- Original UK quad poster by Renato Fratini
- Directed by: Gerald Thomas
- Written by: Talbot Rothwell
- Produced by: Peter Rogers
- Starring: Frankie Howerd Sid James Kenneth Williams Charles Hawtrey Jim Dale Barbara Windsor Hattie Jacques Joan Sims Anita Harris Bernard Bresslaw
- Cinematography: Alan Hume
- Edited by: Alfred Roome
- Music by: Eric Rogers
- Distributed by: The Rank Organisation (UK)
- Release date: 21 November 1967;
- Running time: 94 minutes
- Country: United Kingdom
- Language: English
- Budget: £214,000

= Carry On Doctor =

1967 British comedy film by Gerald Thomas

Carry On Doctor is a 1967 British comedy film, the 15th in the series of 31 Carry On films (1958–1992). It is the second in the series to have a medical theme. Frankie Howerd makes the first of his two appearances in the film series and stars alongside regulars Sid James, Kenneth Williams, Jim Dale, Charles Hawtrey, Joan Sims, Peter Butterworth, and Bernard Bresslaw. Hattie Jacques returns for the first time since Carry On Cabby four years earlier, while Barbara Windsor returns after her debut in Carry On Spying three years earlier. Carry On Doctor marks Anita Harris's second and final appearance in the series.
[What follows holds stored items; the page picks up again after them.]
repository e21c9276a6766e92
//! Database Module
//!
//! PostgreSQL connection pool and migrations.

use sqlx::postgres::PgPoolOptions;
use sqlx::PgPool;
use std::time::Duration;

use crate::config::DatabaseSettings;

/// Create a PostgreSQL connection pool
pub async fn create_pool(settings: &DatabaseSettings) -> Result<PgPool, sqlx::Error> {
    PgPoolOptions::new()
        .max_connections(settings.max_connections)
        .min_connections(settings.min_connections)
        .acquire_timeout(Duration::from_secs(settings.acquire_timeout))
        .connect(&settings.url)
        .await
}

/// Run database migrations
pub async fn run_migrations(pool: &PgPool) -> Result<(), sqlx::migrate::MigrateError> {
    sqlx::migrate!("./migrations").run(pool).await
}
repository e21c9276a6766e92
//! Upload Handlers
//!
//! Multipart file uploads. Files land in the configured uploads directory
//! under a random-prefixed, sanitized name and are served back statically;
//! the returned descriptor can be placed verbatim in a message's
//! `attachments`.

use axum::{
    extract::{Extension, Multipart, State},
    http::StatusCode,
    Json,
};
use uuid::Uuid;

use crate::application::dto::response::UploadResponse;
use crate::presentation::middleware::AuthUser;
use crate::shared::error::AppError;
use crate::shared::validation::sanitize_filename;
use crate::startup::AppState;

/// Accept one or more files from a multipart form
pub async fn upload_files(
    State(state): State<AppState>,
    Extension(auth): Extension<AuthUser>,
    mut multipart: Multipart,
) -> Result<(StatusCode, Json<Vec<UploadResponse>>), AppError> {
    let max_size = state.settings.uploads.max_file_size;
    let dir = state.settings.uploads.dir.clone();

    let mut uploaded = Vec::new();

    while let Some(field) = multipart
        .next_field()
        .await
        .map_err(|e| AppError::BadRequest(format!("Invalid multipart body: {}", e)))?
    {
        let original = field
            .file_name()
            .map(str::to_string)
            .unwrap_or_else(|| "file".to_string());
        let mimetype = field
            .content_type()
            .map(str::to_string)
            .unwrap_or_else(|| "application/octet-stream".to_string());

        let bytes = field
            .bytes()
            .await
            .map_err(|e| AppError::BadRequest(format!("Failed to read upload: {}", e)))?;

        if bytes.len() > max_size {
            return Err(AppError::BadRequest("File too large".into()));
        }

        let stored_name = format!("{}__{}", Uuid::new_v4(), sanitize_filename(&original));
        let path = std::path::Path::new(&dir).join(&stored_name);

        tokio::fs::write(&path, &bytes)
            .await
            .map_err(|e| AppError::Internal(format!("Failed to store upload: {}", e)))?;

        tracing::info!(
            user_id = auth.user_id,
            file = %stored_name,
            size = bytes.len(),
            "File uploaded"
        );

        uploaded.push(UploadResponse {
            url: format!("/uploads/{}", stored_name),
            original,
            mimetype,
            size: bytes.len() as i64,
        });
    }

    if uploaded.is_empty() {
        return Err(AppError::BadRequest("No files in request".into()));
    }

    Ok((StatusCode::CREATED, Json(uploaded)))
}
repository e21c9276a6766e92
//! # Domain Layer
//!
//! Core business types of the messaging platform, independent of any
//! framework or infrastructure concern.
//!
//! - **entities**: User, Friendship, Group, Channel, Message and their
//!   repository traits
//! - **value_objects**: immutable value types (RoomKey)

pub mod entities;
pub mod value_objects;

pub use entities::*;
pub use value_objects::*;
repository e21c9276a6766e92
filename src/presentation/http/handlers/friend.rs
//! Friend Handlers

use std::sync::Arc;

use axum::{
    extract::{Extension, State},
    http::StatusCode,
    Json,
};
use validator::Validate;

use crate::application::dto::request::AddFriendRequest;
use crate::application::services::{FriendError, FriendService, FriendServiceImpl};
use crate::domain::Profile;
use crate::infrastructure::repositories::{PgFriendRepository, PgUserRepository};
use crate::presentation::middleware::AuthUser;
use crate::shared::error::AppError;
use crate::shared::validation::validation_error;
use crate::startup::AppState;

fn friend_service(state: &AppState) -> FriendServiceImpl<PgUserRepository, PgFriendRepository> {
    FriendServiceImpl::new(
        Arc::new(PgUserRepository::new(state.db.clone())),
        Arc::new(PgFriendRepository::new(state.db.clone())),
    )
}

fn map_friend_error(e: FriendError) -> AppError {
    match e {
        FriendError::UserNotFound => AppError::NotFound("User not found".into()),
        FriendError::SelfFriend => AppError::BadRequest("Cannot add yourself".into()),
        FriendError::AlreadyLinked => AppError::Conflict("Already friends or pending".into()),
        FriendError::Repository(e) => e,
    }
}

/// Add a friend by username
pub async fn add_friend(
    State(state): State<AppState>,
    Extension(auth): Extension<AuthUser>,
    Json(body): Json<AddFriendRequest>,
) -> Result<StatusCode, AppError> {
    body.validate().map_err(validation_error)?;

    friend_service(&state)
        .add_friend(auth.user_id, &body.username)
        .await
        .map_err(map_friend_error)?;

    Ok(StatusCode::CREATED)
}

/// List accepted friends
pub async fn list_friends(
    State(state): State<AppState>,
    Extension(auth): Extension<AuthUser>,
) -> Result<Json<Vec<Profile>>, AppError> {
    let friends = friend_service(&state)
        .list_friends(auth.user_id)
        .await
        .map_err(map_friend_error)?;

    Ok(Json(friends))
}
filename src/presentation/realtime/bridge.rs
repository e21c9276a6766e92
//! Session bridge.
//!
//! Correlates an inbound WebSocket handshake with the identity the HTTP auth
//! layer established when it issued the access token. Invoked exactly once
//! per connection attempt, before the hub accepts the connection; handshakes
//! without a valid identity are refused with 401 and never reach the
//! registry.

use jsonwebtoken::{decode, DecodingKey, Validation};

use crate::domain::{User, UserRepository};
use crate::infrastructure::repositories::PgUserRepository;
use crate::presentation::middleware::Claims;
use crate::shared::error::AppError;
use crate::startup::AppState;

/// Resolve the authenticated identity behind a handshake token.
///
/// The token is the same JWT the HTTP layer issues at login; browsers cannot
/// set headers on a WebSocket upgrade, so it arrives as a `?token=` query
/// parameter (an `Authorization: Bearer` header is also accepted).
pub async fn resolve_identity(state: &AppState, token: Option<&str>) -> Result<User, AppError> {
    let token = token.ok_or_else(|| AppError::Unauthorized("Missing handshake token".into()))?;

    let token_data = decode::<Claims>(
        token,
        &DecodingKey::from_secret(state.settings.jwt.secret.as_bytes()),
        &Validation::default(),
    )
    .map_err(|e| match e.kind() {
        jsonwebtoken::errors::ErrorKind::ExpiredSignature => {
            AppError::Unauthorized("Token expired".into())
        }
        _ => AppError::Unauthorized("Invalid token".into()),
    })?;

    let user_id: i64 = token_data
        .claims
        .sub
        .parse()
        .map_err(|_| AppError::Unauthorized("Invalid token claims".into()))?;

    let user_repo = PgUserRepository::new(state.db.clone());
    user_repo
        .find_by_id(user_id)
        .await?
        .ok_or_else(|| AppError::Unauthorized("Unknown identity".into()))
}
The film was followed by Carry On Up the Khyber in 1968.

==Plot==
Charlatan faith healer Francis Bigger, who convinces attendees, with the help of his assistant Chloe Gibson, that "mind over matter" is more effective than medical treatment, suffers an accident during one of his lectures. Admitted to the local hospital, he quickly demands a private room after encountering his ward's eccentric patients: bedridden layabout Charlie Roper, who fakes symptoms to stay in hospital; Ken Biddle who, while recovering from an operation, makes frequent trips to the ladies' ward to flirt with his love interest, Mavis Winkle; and Mr Barron, whose mental health has declined following news his wife is due to give birth to their first child, leaving him suffering sympathy pains. During Bigger's stay in hospital, he meets the clumsy yet charming Dr. Jim Kilmore, who is popular with the patients and loved from afar by the beautiful Nurse Clarke, who subsequently causes him trouble by accident while being checked over. The day after his admission, Bigger meets Dr. Kenneth Tinkle, Kilmore's superior, who is detested by the patients as much as is the battleaxe Matron, Lavinia, who harbors an unrequited love for Tinkle.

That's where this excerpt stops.